**ACTION ITEM:** Reproduce each line from the records that holds "anyhow".

**PROVIDED DATA:**
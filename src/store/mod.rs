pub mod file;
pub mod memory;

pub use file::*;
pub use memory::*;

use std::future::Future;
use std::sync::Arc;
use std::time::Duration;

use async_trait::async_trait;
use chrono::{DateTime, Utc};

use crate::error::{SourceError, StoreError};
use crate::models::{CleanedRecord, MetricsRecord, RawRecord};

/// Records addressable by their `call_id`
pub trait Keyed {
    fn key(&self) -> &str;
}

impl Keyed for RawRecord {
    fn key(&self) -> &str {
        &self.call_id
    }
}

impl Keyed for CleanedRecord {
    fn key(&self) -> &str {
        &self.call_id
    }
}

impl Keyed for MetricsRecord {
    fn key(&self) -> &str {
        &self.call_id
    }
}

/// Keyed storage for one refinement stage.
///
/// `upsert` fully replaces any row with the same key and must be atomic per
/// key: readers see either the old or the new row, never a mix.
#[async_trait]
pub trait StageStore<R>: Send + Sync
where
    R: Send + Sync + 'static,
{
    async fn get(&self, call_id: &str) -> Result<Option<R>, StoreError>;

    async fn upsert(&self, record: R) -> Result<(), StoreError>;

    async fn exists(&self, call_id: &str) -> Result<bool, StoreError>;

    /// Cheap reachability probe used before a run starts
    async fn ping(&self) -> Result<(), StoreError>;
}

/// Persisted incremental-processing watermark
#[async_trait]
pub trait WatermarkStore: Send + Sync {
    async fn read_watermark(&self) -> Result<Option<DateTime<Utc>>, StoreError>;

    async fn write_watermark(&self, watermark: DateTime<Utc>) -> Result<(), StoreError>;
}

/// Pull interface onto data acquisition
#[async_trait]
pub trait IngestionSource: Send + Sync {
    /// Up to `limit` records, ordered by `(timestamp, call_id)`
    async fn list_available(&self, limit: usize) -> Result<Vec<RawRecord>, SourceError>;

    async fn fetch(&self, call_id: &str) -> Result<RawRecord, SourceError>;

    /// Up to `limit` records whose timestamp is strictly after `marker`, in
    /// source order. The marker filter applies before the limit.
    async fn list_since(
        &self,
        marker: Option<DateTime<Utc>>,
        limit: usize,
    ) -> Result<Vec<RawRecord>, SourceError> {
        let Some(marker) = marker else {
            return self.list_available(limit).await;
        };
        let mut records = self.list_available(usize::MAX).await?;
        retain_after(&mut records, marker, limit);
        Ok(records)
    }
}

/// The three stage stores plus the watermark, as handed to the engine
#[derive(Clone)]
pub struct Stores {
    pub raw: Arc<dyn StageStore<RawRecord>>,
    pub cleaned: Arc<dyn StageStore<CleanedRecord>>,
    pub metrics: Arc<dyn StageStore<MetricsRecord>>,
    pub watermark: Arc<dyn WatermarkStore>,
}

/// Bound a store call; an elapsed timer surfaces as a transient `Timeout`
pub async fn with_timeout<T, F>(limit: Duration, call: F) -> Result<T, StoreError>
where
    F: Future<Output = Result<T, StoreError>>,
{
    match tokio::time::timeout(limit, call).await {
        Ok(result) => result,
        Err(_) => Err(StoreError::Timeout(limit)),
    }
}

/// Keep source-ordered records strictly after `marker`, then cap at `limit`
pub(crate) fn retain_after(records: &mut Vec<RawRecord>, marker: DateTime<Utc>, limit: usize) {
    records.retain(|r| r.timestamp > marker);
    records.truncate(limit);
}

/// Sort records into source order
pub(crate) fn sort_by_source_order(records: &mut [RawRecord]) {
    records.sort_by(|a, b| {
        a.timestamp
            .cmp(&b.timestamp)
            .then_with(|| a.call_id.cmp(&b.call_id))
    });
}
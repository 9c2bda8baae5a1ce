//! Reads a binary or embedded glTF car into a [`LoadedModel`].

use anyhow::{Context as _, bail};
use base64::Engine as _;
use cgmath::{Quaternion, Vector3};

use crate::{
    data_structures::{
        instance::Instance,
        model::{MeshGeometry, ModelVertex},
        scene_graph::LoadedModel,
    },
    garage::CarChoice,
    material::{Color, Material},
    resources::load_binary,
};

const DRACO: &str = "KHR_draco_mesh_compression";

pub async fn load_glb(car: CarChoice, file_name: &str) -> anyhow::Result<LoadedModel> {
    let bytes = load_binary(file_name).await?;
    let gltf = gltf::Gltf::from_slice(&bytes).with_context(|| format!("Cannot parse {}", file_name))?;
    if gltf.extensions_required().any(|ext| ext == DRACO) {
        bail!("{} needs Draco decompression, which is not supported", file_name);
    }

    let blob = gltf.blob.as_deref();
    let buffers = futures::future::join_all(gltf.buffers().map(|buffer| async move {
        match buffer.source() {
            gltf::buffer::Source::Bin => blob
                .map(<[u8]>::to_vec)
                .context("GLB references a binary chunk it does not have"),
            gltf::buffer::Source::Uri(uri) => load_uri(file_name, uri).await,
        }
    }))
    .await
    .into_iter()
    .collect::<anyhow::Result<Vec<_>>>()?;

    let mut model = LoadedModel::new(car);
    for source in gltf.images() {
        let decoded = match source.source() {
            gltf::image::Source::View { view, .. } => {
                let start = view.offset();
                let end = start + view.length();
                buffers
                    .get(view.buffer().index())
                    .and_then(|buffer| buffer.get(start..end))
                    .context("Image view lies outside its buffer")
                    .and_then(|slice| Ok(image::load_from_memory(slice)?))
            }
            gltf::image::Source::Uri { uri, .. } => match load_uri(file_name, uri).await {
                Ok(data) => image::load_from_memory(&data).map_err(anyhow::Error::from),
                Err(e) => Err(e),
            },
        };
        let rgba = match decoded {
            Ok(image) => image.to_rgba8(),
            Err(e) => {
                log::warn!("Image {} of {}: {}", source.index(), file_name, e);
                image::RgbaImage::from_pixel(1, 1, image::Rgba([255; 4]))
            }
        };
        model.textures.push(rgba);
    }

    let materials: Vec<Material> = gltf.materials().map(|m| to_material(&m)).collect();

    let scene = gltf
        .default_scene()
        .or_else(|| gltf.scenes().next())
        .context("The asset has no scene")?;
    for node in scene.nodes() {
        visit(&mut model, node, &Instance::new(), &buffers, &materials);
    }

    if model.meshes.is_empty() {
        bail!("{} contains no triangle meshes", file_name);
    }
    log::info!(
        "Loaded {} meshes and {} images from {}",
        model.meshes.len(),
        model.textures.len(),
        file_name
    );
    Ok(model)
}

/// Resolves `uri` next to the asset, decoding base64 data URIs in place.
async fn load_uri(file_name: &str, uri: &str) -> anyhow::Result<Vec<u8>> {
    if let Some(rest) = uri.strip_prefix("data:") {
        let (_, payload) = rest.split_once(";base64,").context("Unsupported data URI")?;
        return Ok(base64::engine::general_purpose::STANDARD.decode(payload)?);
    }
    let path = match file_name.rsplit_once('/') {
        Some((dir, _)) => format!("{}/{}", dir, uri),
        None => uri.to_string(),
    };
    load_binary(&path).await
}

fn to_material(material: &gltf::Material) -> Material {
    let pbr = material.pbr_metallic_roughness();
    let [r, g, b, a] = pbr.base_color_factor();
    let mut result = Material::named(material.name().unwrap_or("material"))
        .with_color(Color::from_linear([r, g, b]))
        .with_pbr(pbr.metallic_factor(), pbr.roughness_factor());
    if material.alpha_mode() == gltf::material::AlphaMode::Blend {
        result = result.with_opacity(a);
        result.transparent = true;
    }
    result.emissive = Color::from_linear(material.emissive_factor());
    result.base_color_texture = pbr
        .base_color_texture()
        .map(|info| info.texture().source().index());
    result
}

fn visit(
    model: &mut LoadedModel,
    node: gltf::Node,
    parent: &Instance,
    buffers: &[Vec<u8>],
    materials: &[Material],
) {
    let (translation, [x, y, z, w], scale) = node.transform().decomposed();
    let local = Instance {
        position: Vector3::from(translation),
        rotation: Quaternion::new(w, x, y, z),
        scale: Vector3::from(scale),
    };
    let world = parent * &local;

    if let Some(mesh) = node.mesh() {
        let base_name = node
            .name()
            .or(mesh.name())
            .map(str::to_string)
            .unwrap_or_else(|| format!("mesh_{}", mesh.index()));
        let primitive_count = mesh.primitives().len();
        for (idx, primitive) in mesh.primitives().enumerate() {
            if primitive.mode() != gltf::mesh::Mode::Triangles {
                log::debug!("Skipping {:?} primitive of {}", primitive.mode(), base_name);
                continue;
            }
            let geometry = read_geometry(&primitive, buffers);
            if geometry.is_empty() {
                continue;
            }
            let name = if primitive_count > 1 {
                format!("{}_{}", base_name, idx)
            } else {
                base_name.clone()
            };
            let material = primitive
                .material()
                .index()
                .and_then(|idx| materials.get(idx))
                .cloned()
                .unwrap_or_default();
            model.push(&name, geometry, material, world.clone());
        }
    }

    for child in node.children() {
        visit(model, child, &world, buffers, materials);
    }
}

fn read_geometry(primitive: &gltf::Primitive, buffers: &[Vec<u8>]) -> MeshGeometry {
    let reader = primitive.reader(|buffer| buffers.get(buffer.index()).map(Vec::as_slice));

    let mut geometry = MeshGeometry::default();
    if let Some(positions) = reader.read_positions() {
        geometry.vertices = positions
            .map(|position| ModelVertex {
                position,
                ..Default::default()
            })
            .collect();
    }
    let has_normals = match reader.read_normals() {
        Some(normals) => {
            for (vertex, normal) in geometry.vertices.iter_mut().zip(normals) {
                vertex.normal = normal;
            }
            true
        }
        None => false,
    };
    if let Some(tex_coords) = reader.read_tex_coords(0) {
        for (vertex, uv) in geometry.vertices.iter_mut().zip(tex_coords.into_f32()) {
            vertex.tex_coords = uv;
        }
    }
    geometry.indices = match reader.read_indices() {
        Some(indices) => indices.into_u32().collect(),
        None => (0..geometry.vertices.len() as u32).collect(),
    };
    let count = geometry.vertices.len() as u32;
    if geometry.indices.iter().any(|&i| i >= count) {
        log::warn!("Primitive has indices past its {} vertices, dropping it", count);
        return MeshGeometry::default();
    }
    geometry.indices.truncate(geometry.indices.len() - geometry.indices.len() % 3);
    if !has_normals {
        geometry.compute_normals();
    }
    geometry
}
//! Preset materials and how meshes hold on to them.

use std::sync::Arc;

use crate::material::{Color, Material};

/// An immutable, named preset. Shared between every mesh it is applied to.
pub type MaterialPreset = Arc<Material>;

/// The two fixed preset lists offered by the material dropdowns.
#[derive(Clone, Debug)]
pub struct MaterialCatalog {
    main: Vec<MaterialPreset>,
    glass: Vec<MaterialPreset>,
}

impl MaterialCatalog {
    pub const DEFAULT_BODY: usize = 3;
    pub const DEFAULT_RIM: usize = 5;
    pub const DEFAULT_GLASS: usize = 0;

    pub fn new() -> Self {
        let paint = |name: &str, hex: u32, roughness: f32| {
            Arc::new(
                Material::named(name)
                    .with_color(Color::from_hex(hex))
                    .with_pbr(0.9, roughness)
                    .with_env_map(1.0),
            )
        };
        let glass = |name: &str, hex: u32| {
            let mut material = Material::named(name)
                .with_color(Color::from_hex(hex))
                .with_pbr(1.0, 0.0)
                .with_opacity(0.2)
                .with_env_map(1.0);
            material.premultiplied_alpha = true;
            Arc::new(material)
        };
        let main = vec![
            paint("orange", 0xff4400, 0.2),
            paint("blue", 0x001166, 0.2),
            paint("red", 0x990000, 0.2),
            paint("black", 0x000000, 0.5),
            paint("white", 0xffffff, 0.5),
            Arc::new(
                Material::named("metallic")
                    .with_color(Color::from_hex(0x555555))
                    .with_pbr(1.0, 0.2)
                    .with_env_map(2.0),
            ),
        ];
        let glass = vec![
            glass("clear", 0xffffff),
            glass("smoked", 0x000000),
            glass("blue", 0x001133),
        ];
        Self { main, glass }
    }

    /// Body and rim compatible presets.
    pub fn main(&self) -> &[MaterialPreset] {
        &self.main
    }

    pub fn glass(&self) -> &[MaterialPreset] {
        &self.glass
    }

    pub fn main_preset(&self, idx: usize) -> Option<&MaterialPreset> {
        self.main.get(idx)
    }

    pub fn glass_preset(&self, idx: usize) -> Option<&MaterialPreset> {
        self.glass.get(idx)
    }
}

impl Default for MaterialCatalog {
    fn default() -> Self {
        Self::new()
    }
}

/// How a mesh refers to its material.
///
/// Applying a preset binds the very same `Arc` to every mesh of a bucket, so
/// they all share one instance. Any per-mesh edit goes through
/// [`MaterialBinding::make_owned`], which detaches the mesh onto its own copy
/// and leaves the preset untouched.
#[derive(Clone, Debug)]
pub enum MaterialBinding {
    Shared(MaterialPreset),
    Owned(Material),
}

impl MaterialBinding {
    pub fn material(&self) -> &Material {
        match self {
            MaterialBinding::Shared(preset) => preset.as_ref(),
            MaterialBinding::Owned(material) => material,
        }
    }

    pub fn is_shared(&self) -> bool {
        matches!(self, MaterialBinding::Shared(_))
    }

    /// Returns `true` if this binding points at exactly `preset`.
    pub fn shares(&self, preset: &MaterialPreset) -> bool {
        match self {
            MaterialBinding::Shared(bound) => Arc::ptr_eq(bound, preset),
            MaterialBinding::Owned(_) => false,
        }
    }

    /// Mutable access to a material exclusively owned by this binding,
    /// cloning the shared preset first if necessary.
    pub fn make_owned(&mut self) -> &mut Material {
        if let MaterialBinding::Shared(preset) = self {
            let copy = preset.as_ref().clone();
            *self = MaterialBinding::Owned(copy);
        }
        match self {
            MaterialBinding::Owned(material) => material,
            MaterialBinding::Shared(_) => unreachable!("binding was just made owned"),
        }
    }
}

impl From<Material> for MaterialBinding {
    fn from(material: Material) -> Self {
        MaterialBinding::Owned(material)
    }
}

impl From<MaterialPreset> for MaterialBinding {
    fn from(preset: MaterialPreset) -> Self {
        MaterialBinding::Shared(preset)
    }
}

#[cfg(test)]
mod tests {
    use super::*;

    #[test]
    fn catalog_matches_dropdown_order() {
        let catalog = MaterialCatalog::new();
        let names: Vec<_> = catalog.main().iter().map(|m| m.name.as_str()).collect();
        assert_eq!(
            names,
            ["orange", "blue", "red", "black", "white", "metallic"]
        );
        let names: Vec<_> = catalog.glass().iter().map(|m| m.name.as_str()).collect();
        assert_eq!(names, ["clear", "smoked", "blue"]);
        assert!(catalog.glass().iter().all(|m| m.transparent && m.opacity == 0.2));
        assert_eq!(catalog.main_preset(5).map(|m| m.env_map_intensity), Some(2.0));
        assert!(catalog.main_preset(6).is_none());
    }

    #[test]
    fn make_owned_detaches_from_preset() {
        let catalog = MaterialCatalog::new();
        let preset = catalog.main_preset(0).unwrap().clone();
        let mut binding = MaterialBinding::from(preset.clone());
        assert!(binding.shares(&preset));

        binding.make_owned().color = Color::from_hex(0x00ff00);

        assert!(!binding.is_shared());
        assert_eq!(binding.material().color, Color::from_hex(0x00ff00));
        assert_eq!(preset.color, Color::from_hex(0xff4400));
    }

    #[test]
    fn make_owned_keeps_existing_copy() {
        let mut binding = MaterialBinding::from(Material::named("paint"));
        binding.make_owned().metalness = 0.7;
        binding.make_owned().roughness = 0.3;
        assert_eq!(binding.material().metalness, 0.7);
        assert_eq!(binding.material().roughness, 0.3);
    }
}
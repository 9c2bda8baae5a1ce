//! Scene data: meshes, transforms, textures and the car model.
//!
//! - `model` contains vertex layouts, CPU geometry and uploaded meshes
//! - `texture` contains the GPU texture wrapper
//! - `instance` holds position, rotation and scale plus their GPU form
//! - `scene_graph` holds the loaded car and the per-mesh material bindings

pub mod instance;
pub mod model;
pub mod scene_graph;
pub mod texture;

**SOLUTION TO THE EXERCISE:**
use anyhow::{Context as _, bail};
pub async fn load_glb(car: CarChoice, file_name: &str) -> anyhow::Result<LoadedModel> {
    .collect::<anyhow::Result<Vec<_>>>()?;
                Ok(data) => image::load_from_memory(&data).map_err(anyhow::Error::from),
async fn load_uri(file_name: &str, uri: &str) -> anyhow::Result<Vec<u8>> {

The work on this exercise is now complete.